In this case, the Supreme Court held that appellant has animus possidendi of prohibited drugs at the
time of the arrest. Appellants excuse is undeserving of credence as it is contrary to common experience. The
185

Court also finds incredible appellant's allegation that he had no idea that the luggage and rubber shoes he
"purchased" from a certain John Parry contained prohibited drugs. A mere uncorroborated claim of the
accused that he did not know that he had a prohibited drug in his possession is insufficient. Any evasion, false
statement, or attempt at concealment on his part, in explaining how the drug came into his possession, may
be considered in determining his guilt.

The 5.6 kilos of hashish cleverly and painstakingly concealed inside appellant's luggage and rubber
shoes can be said to be in the possession and control of appellant with his knowledge. Not only were the
blocks and bars of the prohibited drug of a considerable amount, but they were placed inside three different
objects in order to escape detection by the authorities.

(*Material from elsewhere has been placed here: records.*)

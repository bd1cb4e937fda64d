//! XYZ demand-variability tests
//!
//! The coefficient of variation (sample standard deviation over mean)
//! drives the X/Y/Z split. These tests pin down the statistical helper
//! and the classification boundaries.

use proptest::prelude::*;

const CLASS_X_THRESHOLD: f64 = 0.5;
const CLASS_Y_THRESHOLD: f64 = 1.0;

fn mean(demands: &[f64]) -> f64 {
    if demands.is_empty() {
        return 0.0;
    }
    demands.iter().sum::<f64>() / demands.len() as f64
}

/// Sample standard deviation (n - 1 denominator); 0 for fewer than two points
fn sample_stdev(demands: &[f64]) -> f64 {
    if demands.len() < 2 {
        return 0.0;
    }
    let m = mean(demands);
    let variance =
        demands.iter().map(|d| (d - m).powi(2)).sum::<f64>() / (demands.len() - 1) as f64;
    variance.sqrt()
}

fn classify(demands: &[f64]) -> (f64, char) {
    let total: f64 = demands.iter().sum();
    if total <= 0.0 {
        return (0.0, 'Z');
    }
    let m = mean(demands);
    let cv = if m > 0.0 { sample_stdev(demands) / m } else { 0.0 };
    let class = if cv <= CLASS_X_THRESHOLD {
        'X'
    } else if cv <= CLASS_Y_THRESHOLD {
        'Y'
    } else {
        'Z'
    };
    (cv, class)
}

fn weekly_demand_strategy() -> impl Strategy<Value = Vec<f64>> {
    prop::collection::vec(0.0f64..500.0, 2..26)
}

proptest! {
    /// CV is scale invariant: doubling every week's demand keeps the class
    #[test]
    fn prop_cv_is_scale_invariant(demands in weekly_demand_strategy(), factor in 1.5f64..10.0) {
        let total: f64 = demands.iter().sum();
        prop_assume!(total > 1.0);
        let scaled: Vec<f64> = demands.iter().map(|d| d * factor).collect();

        let (cv_original, class_original) = classify(&demands);
        let (cv_scaled, class_scaled) = classify(&scaled);

        prop_assert!((cv_original - cv_scaled).abs() < 1e-9);
        prop_assert_eq!(class_original, class_scaled);
    }

    /// CV is never negative
    #[test]
    fn prop_cv_non_negative(demands in weekly_demand_strategy()) {
        let (cv, _) = classify(&demands);
        prop_assert!(cv >= 0.0);
    }

    /// Constant positive demand is always class X with CV 0
    #[test]
    fn prop_constant_demand_is_x(demand in 1.0f64..500.0, weeks in 2usize..26) {
        let demands = vec![demand; weeks];
        let (cv, class) = classify(&demands);
        prop_assert!(cv.abs() < 1e-9);
        prop_assert_eq!(class, 'X');
    }
}

#[test]
fn test_zero_demand_is_forced_z() {
    let (cv, class) = classify(&[0.0; 12]);
    assert_eq!(cv, 0.0);
    assert_eq!(class, 'Z');
}

#[test]
fn test_single_spike_is_z() {
    // All demand in one week out of twelve
    let mut demands = vec![0.0; 12];
    demands[3] = 120.0;
    let (cv, class) = classify(&demands);
    assert!(cv > CLASS_Y_THRESHOLD);
    assert_eq!(class, 'Z');
}

#[test]
fn test_moderate_variability_is_y() {
    // mean 10, sample stdev 10: CV lands exactly on the Y ceiling
    let (cv, class) = classify(&[20.0, 10.0, 0.0]);
    assert!((cv - 1.0).abs() < 1e-9);
    assert_eq!(class, 'Y');
}

#[test]
fn test_mild_variability_is_y() {
    // mean 10, sample stdev ~7.9, CV ~0.79
    let (cv, class) = classify(&[20.0, 5.0, 10.0, 15.0, 0.0]);
    assert!(cv > CLASS_X_THRESHOLD && cv <= CLASS_Y_THRESHOLD);
    assert_eq!(class, 'Y');
}

#[test]
fn test_zero_padding_raises_cv() {
    // The same sales observed over a longer horizon look less stable
    let short = [30.0, 30.0, 30.0];
    let padded = [30.0, 30.0, 30.0, 0.0, 0.0, 0.0];

    let (cv_short, _) = classify(&short);
    let (cv_padded, class_padded) = classify(&padded);

    assert!(cv_padded > cv_short);
    assert_eq!(class_padded, 'Z');
}

#[test]
fn test_stdev_of_singleton_is_zero() {
    assert_eq!(sample_stdev(&[42.0]), 0.0);
    assert_eq!(sample_stdev(&[]), 0.0);
}
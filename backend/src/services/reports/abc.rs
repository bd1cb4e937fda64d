//! ABC analysis: Pareto classification by consumption value
//!
//! Products are ranked by `exit quantity in window * unit price` and
//! classified by where their cumulative share of total value lands, not by
//! their own share. The engine is pure: it sees only product snapshots and
//! an aggregation map, never the database.

use std::collections::HashMap;

use rust_decimal::prelude::ToPrimitive;
use uuid::Uuid;

use shared::models::{AbcClass, AbcItem};

use crate::config::ReportConfig;

use super::ProductSnapshot;

/// Classify products into A/B/C tiers by cumulative consumption value
///
/// Products with no exits in-window participate with value 0 and end up in
/// class C. Ties are broken by ascending product id so the ordering, and
/// with it the classification, is deterministic.
pub fn classify_abc(
    products: &[ProductSnapshot],
    exit_totals: &HashMap<Uuid, i64>,
    config: &ReportConfig,
) -> Vec<AbcItem> {
    let mut ranked: Vec<(&ProductSnapshot, f64)> = products
        .iter()
        .map(|product| {
            let quantity = exit_totals.get(&product.id).copied().unwrap_or(0);
            let price = product.price.to_f64().unwrap_or(0.0);
            (product, quantity as f64 * price)
        })
        .collect();

    ranked.sort_by(|(pa, va), (pb, vb)| {
        vb.partial_cmp(va)
            .unwrap_or(std::cmp::Ordering::Equal)
            .then_with(|| pa.id.cmp(&pb.id))
    });

    let total_value: f64 = ranked.iter().map(|(_, value)| value).sum();

    let mut accumulated = 0.0;
    ranked
        .into_iter()
        .map(|(product, value)| {
            accumulated += value;
            let (percentage, cumulative_percentage) = if total_value > 0.0 {
                (
                    value / total_value * 100.0,
                    accumulated / total_value * 100.0,
                )
            } else {
                (0.0, 0.0)
            };

            // C unless total_value > 0: with no consumption value at all
            // there is nothing to rank, so nothing earns an A or B.
            let classification = if total_value <= 0.0 {
                AbcClass::C
            } else if cumulative_percentage <= config.abc_class_a_threshold {
                AbcClass::A
            } else if cumulative_percentage <= config.abc_class_b_threshold {
                AbcClass::B
            } else {
                AbcClass::C
            };

            AbcItem {
                product_id: product.id,
                product_name: product.name.clone(),
                value,
                percentage,
                cumulative_percentage,
                classification,
            }
        })
        .collect()
}

#[cfg(test)]
mod tests {
    use super::*;
    use crate::services::reports::test_support::{snapshot, uuid_n};

    fn config() -> ReportConfig {
        ReportConfig::default()
    }

    #[test]
    fn test_pareto_scenario() {
        // Exits {70, 50, 50} at prices {10, 5, 1}: values 700 / 250 / 50,
        // cumulative 70% / 95% / 100%
        let products = vec![
            snapshot(uuid_n(1), "P1", "10.00", 0),
            snapshot(uuid_n(2), "P2", "5.00", 0),
            snapshot(uuid_n(3), "P3", "1.00", 0),
        ];
        let exits = HashMap::from([(uuid_n(1), 70), (uuid_n(2), 50), (uuid_n(3), 50)]);

        let items = classify_abc(&products, &exits, &config());

        assert_eq!(items.len(), 3);
        assert_eq!(items[0].value, 700.0);
        assert_eq!(items[0].classification, AbcClass::A);
        assert!((items[0].cumulative_percentage - 70.0).abs() < 1e-9);

        // Exactly on the B ceiling
        assert_eq!(items[1].classification, AbcClass::B);
        assert!((items[1].cumulative_percentage - 95.0).abs() < 1e-9);

        assert_eq!(items[2].classification, AbcClass::C);
        assert!((items[2].cumulative_percentage - 100.0).abs() < 1e-9);

        let percentage_sum: f64 = items.iter().map(|i| i.percentage).sum();
        assert!((percentage_sum - 100.0).abs() < 1e-9);
    }

    #[test]
    fn test_zero_products_yields_empty_report() {
        let items = classify_abc(&[], &HashMap::new(), &config());
        assert!(items.is_empty());
    }

    #[test]
    fn test_no_consumption_classifies_everything_c() {
        let products = vec![
            snapshot(uuid_n(1), "P1", "10.00", 5),
            snapshot(uuid_n(2), "P2", "5.00", 3),
        ];

        let items = classify_abc(&products, &HashMap::new(), &config());

        for item in &items {
            assert_eq!(item.value, 0.0);
            assert_eq!(item.percentage, 0.0);
            assert_eq!(item.classification, AbcClass::C);
        }
    }

    #[test]
    fn test_product_without_exits_is_still_included() {
        let products = vec![
            snapshot(uuid_n(1), "Moves", "10.00", 0),
            snapshot(uuid_n(2), "Dead stock", "99.00", 0),
        ];
        let exits = HashMap::from([(uuid_n(1), 20)]);

        let items = classify_abc(&products, &exits, &config());

        assert_eq!(items.len(), 2);
        assert_eq!(items[1].product_id, uuid_n(2));
        assert_eq!(items[1].value, 0.0);
        assert_eq!(items[1].classification, AbcClass::C);
    }

    #[test]
    fn test_tie_break_is_ascending_product_id() {
        let products = vec![
            snapshot(uuid_n(9), "Later id", "1.00", 0),
            snapshot(uuid_n(1), "Earlier id", "1.00", 0),
        ];
        let exits = HashMap::from([(uuid_n(9), 50), (uuid_n(1), 50)]);

        let items = classify_abc(&products, &exits, &config());

        assert_eq!(items[0].product_id, uuid_n(1));
        assert_eq!(items[1].product_id, uuid_n(9));
    }

    #[test]
    fn test_cumulative_percentage_is_non_decreasing() {
        let products: Vec<_> = (1..=20)
            .map(|n| snapshot(uuid_n(n), &format!("P{n}"), "3.50", 0))
            .collect();
        let exits: HashMap<_, _> = (1..=20u64)
            .map(|n| (uuid_n(n as u8), (n * 7 % 13) as i64))
            .collect();

        let items = classify_abc(&products, &exits, &config());

        let mut previous = 0.0;
        for item in &items {
            assert!(item.cumulative_percentage >= previous);
            previous = item.cumulative_percentage;
        }
    }
}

In several cases, the Court has held that possession of a considerable quantity of marijuana cannot
indicate anything except the intention of the accused to sell, distribute and deliver said prohibited drug.

Similarly, in the case People vs. Alfonso, the Court disregarded a similar excuse, saying that if it were
true that the accused was not really the owner and that he simply accepted the errand from one who was not
even a friend, the explanation, standing by itself, is too trite and hackneyed to be accepted at its face value,
since it is obviously contrary to human experience.